The most common and widely accepted traditional methods of performing BAA is by obtaining a radiograph of the left wrist, hand and fingers. The acquired X-ray image is then compared with samples of labelled images within a bone development standard atlas, comprising of children with the same age and gender [2, 4, 10]. The oldest way for attaining a child’s age is based on two versions of standardised main atlases; Greulich and Pyle (GP) atlas [4] and the Tanner-Whitehouse (TW) atlas [10]. While, the radiographs used in the GP method were obtained over eight decades ago, hence, it may be difficult to assess bone age accurately nowadays, While the TW is more objective than the GP [5], it takes relatively longer to perform an assessment using the TW.

BoneXpert was the first most celebrated attempt which utilizes an automated implementation for BAA, yielding a considerable high accuracy [15]. BoneXpert makes use of the active appearance model (AAM), to automatically segment 15 bones in the hand and wrist and then determine either the GP or TW bone age based on shape, intensity, and textural features.
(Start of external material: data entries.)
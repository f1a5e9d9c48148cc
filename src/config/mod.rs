use serde::{Deserialize, Serialize};
use std::env;
use std::path::PathBuf;

#[derive(Debug, Clone, Serialize, Deserialize)]
pub struct AppConfig {
    pub environment: Environment,
    pub server: ServerConfig,
    pub database: DatabaseConfig,
    pub security: SecurityConfig,
    pub assets: AssetConfig,
}

#[derive(Debug, Clone, Copy, PartialEq, Eq, Serialize, Deserialize)]
pub enum Environment {
    Development,
    Staging,
    Production,
}

impl Environment {
    pub fn as_str(&self) -> &'static str {
        match self {
            Environment::Development => "development",
            Environment::Staging => "staging",
            Environment::Production => "production",
        }
    }
}

#[derive(Debug, Clone, Serialize, Deserialize)]
pub struct ServerConfig {
    pub port: u16,
    /// Free-form label, only used in the startup log line
    pub mode: String,
}

#[derive(Debug, Clone, Serialize, Deserialize)]
pub struct DatabaseConfig {
    pub url: Option<String>,
    pub max_connections: u32,
    pub connection_timeout: u64,
}

#[derive(Debug, Clone, Serialize, Deserialize)]
pub struct SecurityConfig {
    pub jwt_secret: String,
    pub jwt_expiry_hours: u64,
    pub bcrypt_cost: u32,
    /// Empty list means permissive CORS in development and no cross-origin
    /// access elsewhere
    pub cors_origins: Vec<String>,
}

#[derive(Debug, Clone, Serialize, Deserialize)]
pub struct AssetConfig {
    pub index_file: PathBuf,
    pub home_dir: PathBuf,
    pub budgets_dir: PathBuf,
}

impl AppConfig {
    pub fn from_env() -> Self {
        let environment = match env::var("APP_ENV").as_deref() {
            Ok("production") | Ok("prod") => Environment::Production,
            Ok("staging") | Ok("stage") => Environment::Staging,
            _ => Environment::Development,
        };

        // Set defaults based on environment, then override with specific env vars
        match environment {
            Environment::Production => Self::production(),
            Environment::Staging => Self::staging(),
            Environment::Development => Self::development(),
        }
        .with_env_overrides()
    }

    fn with_env_overrides(mut self) -> Self {
        // Server overrides
        if let Ok(v) = env::var("PORT") {
            self.server.port = v.parse().unwrap_or(self.server.port);
        }
        if let Ok(v) = env::var("MODE") {
            self.server.mode = v;
        }

        // Database overrides
        if let Ok(v) = env::var("DATABASE_URL") {
            self.database.url = Some(v);
        }
        if let Ok(v) = env::var("DATABASE_MAX_CONNECTIONS") {
            self.database.max_connections = v.parse().unwrap_or(self.database.max_connections);
        }
        if let Ok(v) = env::var("DATABASE_CONNECTION_TIMEOUT") {
            self.database.connection_timeout = v.parse().unwrap_or(self.database.connection_timeout);
        }

        // Security overrides
        if let Ok(v) = env::var("JWT_SECRET") {
            self.security.jwt_secret = v;
        }
        if let Ok(v) = env::var("SECURITY_JWT_EXPIRY_HOURS") {
            self.security.jwt_expiry_hours = v.parse().unwrap_or(self.security.jwt_expiry_hours);
        }
        if let Ok(v) = env::var("SECURITY_BCRYPT_COST") {
            self.security.bcrypt_cost = v.parse().unwrap_or(self.security.bcrypt_cost);
        }
        if let Some(origins) = env::var("SECURITY_CORS_ORIGINS").ok().and_then(|v| parse_origins(&v)) {
            self.security.cors_origins = origins;
        }

        // Static asset overrides
        if let Ok(v) = env::var("STATIC_INDEX_FILE") {
            self.assets.index_file = PathBuf::from(v);
        }
        if let Ok(v) = env::var("STATIC_HOME_DIR") {
            self.assets.home_dir = PathBuf::from(v);
        }
        if let Ok(v) = env::var("STATIC_BUDGETS_DIR") {
            self.assets.budgets_dir = PathBuf::from(v);
        }

        self
    }

    pub fn development() -> Self {
        Self {
            environment: Environment::Development,
            server: ServerConfig {
                port: 8000,
                mode: Environment::Development.as_str().to_string(),
            },
            database: DatabaseConfig {
                url: None,
                max_connections: 10,
                connection_timeout: 30,
            },
            security: SecurityConfig {
                jwt_secret: "development-secret".to_string(),
                jwt_expiry_hours: 24 * 7, // 1 week
                bcrypt_cost: bcrypt::DEFAULT_COST,
                cors_origins: Vec::new(),
            },
            assets: AssetConfig::default(),
        }
    }

    fn staging() -> Self {
        Self {
            environment: Environment::Staging,
            server: ServerConfig {
                port: 8000,
                mode: Environment::Staging.as_str().to_string(),
            },
            database: DatabaseConfig {
                url: None,
                max_connections: 20,
                connection_timeout: 10,
            },
            security: SecurityConfig {
                jwt_secret: String::new(),
                jwt_expiry_hours: 24,
                bcrypt_cost: bcrypt::DEFAULT_COST,
                cors_origins: vec!["https://staging.example.com".to_string()],
            },
            assets: AssetConfig::default(),
        }
    }

    fn production() -> Self {
        Self {
            environment: Environment::Production,
            server: ServerConfig {
                port: 8000,
                mode: Environment::Production.as_str().to_string(),
            },
            database: DatabaseConfig {
                url: None,
                max_connections: 50,
                connection_timeout: 5,
            },
            security: SecurityConfig {
                jwt_secret: String::new(),
                jwt_expiry_hours: 7 * 24,
                bcrypt_cost: bcrypt::DEFAULT_COST,
                cors_origins: vec!["https://app.example.com".to_string()],
            },
            assets: AssetConfig::default(),
        }
    }
}

/// Comma-separated origin list; `None` when it names no origin, so a blank
/// override keeps the preset list
fn parse_origins(value: &str) -> Option<Vec<String>> {
    let origins: Vec<String> = value
        .split(',')
        .map(|s| s.trim().to_string())
        .filter(|s| !s.is_empty())
        .collect();
    (!origins.is_empty()).then_some(origins)
}

impl Default for AssetConfig {
    fn default() -> Self {
        Self {
            index_file: PathBuf::from("index.html"),
            home_dir: PathBuf::from("Home"),
            budgets_dir: PathBuf::from("Budgets"),
        }
    }
}
// handlers/budget/mod.rs - Budget records, one per email
//
// The paths are inherited from the front-end: the listing answers on the
// page URL it is fetched from, and the form posts to /budget-submit-form.

pub mod delete; // DELETE /api/v1/budgets/:id
pub mod list; //   GET    /Budgets/budget.html
pub mod submit; // POST   /budget-submit-form

pub use delete::delete as budget_delete;
pub use list::get as budget_list;
pub use submit::post as budget_submit;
Although this approach has successfully managed to yield high accuracy over the traditional methods, it still bears some shortcomings; this system is depended on the tie between the bone age and chronological age and hence cannot give direct predictions. Previous works which used methods like canny edge detection with fuzzy classification made use of morphological features belonging to carpal bones but this method does not generalise to children above 7 years old [13, 16]. The other paper which used the method of SVD fully connected NN utilised fixed- sized feature vectors from SIFT descriptions with SVD [11], other papers used automatic carpal bone area extraction and dealing the information of carpal bone with support vector regression [8] or random forest regression [9] to do a prediction. These methods lifted the BAA to a new height of automation, however they faced data limitations for training and validation hence also lacked robustness.

Recently, with the coming of the big data age, deep learning is applied to more and more areas [6]. The medical field has also incorporated these techniques to replace some of the conventional methods, hence easing and accurately performing various applications [1, 8]. Deep CNNs have capabilities to discover multiple levels of distributed representations by learning high-level abstractions in medical image data [3]. In the field of bone age assessment, Spampinato et al. [14] tested several deep learning methods to assess skeletal bone age automatically. Lee et al. [7] mainly focused on the preprocess of DICOM images using a CNN model and then bone ages were predicted based on the common classification CNN model.

In this paper, we propose a deep learning approach which initially employs segmentation of the region of interest (ROI) consisting of carpal bones from the left-hand wrist radiographs. Secondly, we propose a detection CNN for detecting the ROI in X-ray images and then we also give a classification CNN to predict the bone age of the patient. The advantages of our method include full automation over the use of manual techniques, the utilisation of the carpal bones over the whole hand, and robustness since this evaluation is extended over the age group from 0 to 18 years. Finaly, we evaluate the method using whole hand and the method using ROIs, we also compare our CNN model with the famous VGGNet-16 [12]. Analysis of bone age is a complicated process even for experts; hence this \(\hbox {paper}\grave{\hbox {s}}\) main objective is to utilise an automated bone age evaluation method which could reasonably reduce the cost of assessment of bone age, by decreasing the time that radiologists spend in predicting the bone age and also lessening the bias caused by an inter-observer.

2 Proposed Method

In this section, the details of proposed BAA method will be given. It mainly includes three parts: data preprocessing, ROIs detection and segmentation, and classification. Its flowchart is shown in Fig. 1. The original radiographs are preprocessed at first, then a detection CNN is explored to obtain carpal bones that are called ROIs in this work. After training a classification CNN, we can get predictions of bone ages.

Fig. 1.
figure 1

The flowchart of proposed approach for bone age assessment.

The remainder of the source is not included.